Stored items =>
———

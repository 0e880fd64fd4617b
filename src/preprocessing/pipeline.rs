use crate::error::OcrError;
use image::DynamicImage;
use serde::Serialize;
use std::str::FromStr;
use std::time::Instant;

use super::steps;

/// Factor used by the contrast and sharpness steps unless overridden
pub const DEFAULT_ENHANCE_FACTOR: f32 = 2.0;

/// Which preprocessing steps run, and how strongly
#[derive(Debug, Clone, Copy, PartialEq, Serialize)]
pub struct PreprocessOptions {
    pub grayscale: bool,
    pub contrast: bool,
    pub contrast_factor: f32,
    pub sharpen: bool,
    pub sharpness_factor: f32,
    pub denoise: bool,
}

impl Default for PreprocessOptions {
    fn default() -> Self {
        Self {
            grayscale: false,
            contrast: false,
            contrast_factor: DEFAULT_ENHANCE_FACTOR,
            sharpen: false,
            sharpness_factor: DEFAULT_ENHANCE_FACTOR,
            denoise: false,
        }
    }
}

impl PreprocessOptions {
    /// Reject out-of-range factors, including those of disabled steps
    pub fn validate(&self) -> Result<(), OcrError> {
        steps::check_factor("contrast", self.contrast_factor)?;
        steps::check_factor("sharpness", self.sharpness_factor)
    }

    pub fn is_noop(&self) -> bool {
        !(self.grayscale || self.contrast || self.sharpen || self.denoise)
    }
}

/// Named option bundles
#[derive(Debug, Clone, Copy, PartialEq, Eq, Default)]
pub enum Preset {
    /// Skip all preprocessing
    #[default]
    None,
    /// Steps: grayscale only
    Minimal,
    /// Steps: grayscale, contrast, sharpen
    Enhanced,
    /// Steps: grayscale, contrast, sharpen, denoise
    Aggressive,
}

impl Preset {
    pub fn as_str(&self) -> &'static str {
        match self {
            Self::None => "none",
            Self::Minimal => "minimal",
            Self::Enhanced => "enhanced",
            Self::Aggressive => "aggressive",
        }
    }

    pub fn options(&self) -> PreprocessOptions {
        let base = PreprocessOptions::default();
        match self {
            Self::None => base,
            Self::Minimal => PreprocessOptions {
                grayscale: true,
                ..base
            },
            Self::Enhanced => PreprocessOptions {
                grayscale: true,
                contrast: true,
                sharpen: true,
                ..base
            },
            Self::Aggressive => PreprocessOptions {
                grayscale: true,
                contrast: true,
                sharpen: true,
                denoise: true,
                ..base
            },
        }
    }
}

impl FromStr for Preset {
    type Err = OcrError;

    fn from_str(s: &str) -> Result<Self, Self::Err> {
        match s.trim().to_lowercase().as_str() {
            "none" => Ok(Self::None),
            "minimal" => Ok(Self::Minimal),
            "enhanced" => Ok(Self::Enhanced),
            "aggressive" => Ok(Self::Aggressive),
            other => Err(OcrError::InvalidInput(format!(
                "Unknown preprocessing preset: {}",
                other
            ))),
        }
    }
}

/// Timing information for a single preprocessing step
#[derive(Debug, Clone, Serialize)]
pub struct StepTiming {
    pub name: String,
    pub time_ms: u64,
}

/// Result of preprocessing including timing stats
#[derive(Debug, Clone, Serialize)]
pub struct PreprocessingResult {
    /// Preprocessed image (not serialized)
    #[serde(skip)]
    pub image: DynamicImage,
    /// Total preprocessing time in milliseconds
    pub total_time_ms: u64,
    /// Steps that ran, in order
    pub steps: Vec<StepTiming>,
}

/// Preprocessing pipeline
///
/// Steps always run in the order grayscale, contrast, sharpen, denoise.
#[derive(Debug, Clone)]
pub struct Pipeline {
    options: PreprocessOptions,
}

impl Pipeline {
    pub fn new(options: PreprocessOptions) -> Result<Self, OcrError> {
        options.validate()?;
        Ok(Self { options })
    }

    pub fn options(&self) -> &PreprocessOptions {
        &self.options
    }

    /// Process an image according to the configured options
    pub fn process(&self, image: DynamicImage) -> Result<PreprocessingResult, OcrError> {
        let start = Instant::now();
        let mut steps_timing = Vec::new();
        let opts = self.options;

        if opts.is_noop() {
            return Ok(PreprocessingResult {
                image,
                total_time_ms: 0,
                steps: vec![],
            });
        }

        let mut img = image;

        if opts.grayscale {
            img = self.run_step("grayscale", img, &mut steps_timing, steps::grayscale::apply)?;
        }

        if opts.contrast {
            img = self.run_step("contrast", img, &mut steps_timing, |i| {
                steps::contrast::apply(i, opts.contrast_factor)
            })?;
        }

        if opts.sharpen {
            img = self.run_step("sharpen", img, &mut steps_timing, |i| {
                steps::sharpen::apply(i, opts.sharpness_factor)
            })?;
        }

        if opts.denoise {
            img = self.run_step("denoise", img, &mut steps_timing, steps::denoise::apply)?;
        }

        Ok(PreprocessingResult {
            image: img,
            total_time_ms: start.elapsed().as_millis() as u64,
            steps: steps_timing,
        })
    }

    fn run_step<F>(
        &self,
        name: &str,
        img: DynamicImage,
        timings: &mut Vec<StepTiming>,
        step_fn: F,
    ) -> Result<DynamicImage, OcrError>
    where
        F: FnOnce(DynamicImage) -> Result<DynamicImage, OcrError>,
    {
        let step_start = Instant::now();
        let result = step_fn(img)?;
        let time_ms = step_start.elapsed().as_millis() as u64;
        tracing::debug!("Preprocessing step '{}' took {}ms", name, time_ms);
        timings.push(StepTiming {
            name: name.to_string(),
            time_ms,
        });
        Ok(result)
    }
}

/// Validate `options` and apply them to `image`
pub fn preprocess(
    image: DynamicImage,
    options: &PreprocessOptions,
) -> Result<PreprocessingResult, OcrError> {
    Pipeline::new(*options)?.process(image)
}

#[cfg(test)]
mod tests {
    use super::*;
    use image::{Rgb, RgbImage};

    fn sample_image() -> DynamicImage {
        let img = RgbImage::from_fn(32, 24, |x, y| {
            let v = ((x * 7 + y * 13) % 256) as u8;
            if (x / 4 + y / 4) % 2 == 0 {
                Rgb([v, 255 - v, v / 2])
            } else {
                Rgb([30, 30, 30])
            }
        });
        DynamicImage::ImageRgb8(img)
    }

    fn all_combinations() -> impl Iterator<Item = PreprocessOptions> {
        (0u8..16).map(|bits| PreprocessOptions {
            grayscale: bits & 1 != 0,
            contrast: bits & 2 != 0,
            sharpen: bits & 4 != 0,
            denoise: bits & 8 != 0,
            ..PreprocessOptions::default()
        })
    }

    #[test]
    fn test_every_combination_is_deterministic() {
        for options in all_combinations() {
            let first = preprocess(sample_image(), &options).unwrap();
            let second = preprocess(sample_image(), &options).unwrap();
            assert_eq!(
                first.image.as_bytes(),
                second.image.as_bytes(),
                "options {:?} are not deterministic",
                options
            );
            assert_eq!((first.image.width(), first.image.height()), (32, 24));
        }
    }

    #[test]
    fn test_steps_run_in_fixed_order() {
        let options = PreprocessOptions {
            grayscale: true,
            contrast: true,
            sharpen: true,
            denoise: true,
            ..PreprocessOptions::default()
        };
        let result = preprocess(sample_image(), &options).unwrap();
        let names: Vec<&str> = result.steps.iter().map(|s| s.name.as_str()).collect();
        assert_eq!(names, ["grayscale", "contrast", "sharpen", "denoise"]);
        assert!(matches!(result.image, DynamicImage::ImageLuma8(_)));
    }

    #[test]
    fn test_noop_returns_input_unchanged() {
        let result = preprocess(sample_image(), &PreprocessOptions::default()).unwrap();
        assert!(result.steps.is_empty());
        assert_eq!(result.image.as_bytes(), sample_image().as_bytes());
    }

    #[test]
    fn test_invalid_factor_fails_fast() {
        let options = PreprocessOptions {
            contrast_factor: -0.5,
            ..PreprocessOptions::default()
        };
        assert!(matches!(
            Pipeline::new(options),
            Err(OcrError::InvalidInput(_))
        ));

        let options = PreprocessOptions {
            sharpen: true,
            sharpness_factor: 0.0,
            ..PreprocessOptions::default()
        };
        assert!(matches!(
            preprocess(sample_image(), &options),
            Err(OcrError::InvalidInput(_))
        ));
    }

    #[test]
    fn test_presets() {
        assert_eq!("Minimal".parse::<Preset>().unwrap(), Preset::Minimal);
        assert!("extreme".parse::<Preset>().is_err());

        assert!(Preset::None.options().is_noop());
        let aggressive = Preset::Aggressive.options();
        assert!(aggressive.grayscale && aggressive.contrast && aggressive.sharpen && aggressive.denoise);
        assert_eq!(Preset::Enhanced.as_str(), "enhanced");
        assert!(!Preset::Enhanced.options().denoise);
    }
}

———

Task prompt =>
Copy the lines from the entries above in which the word "RgbImage" appears.

Answer to the exercise =>
    use image::{Rgb, RgbImage};
        let img = RgbImage::from_fn(32, 24, |x, y| {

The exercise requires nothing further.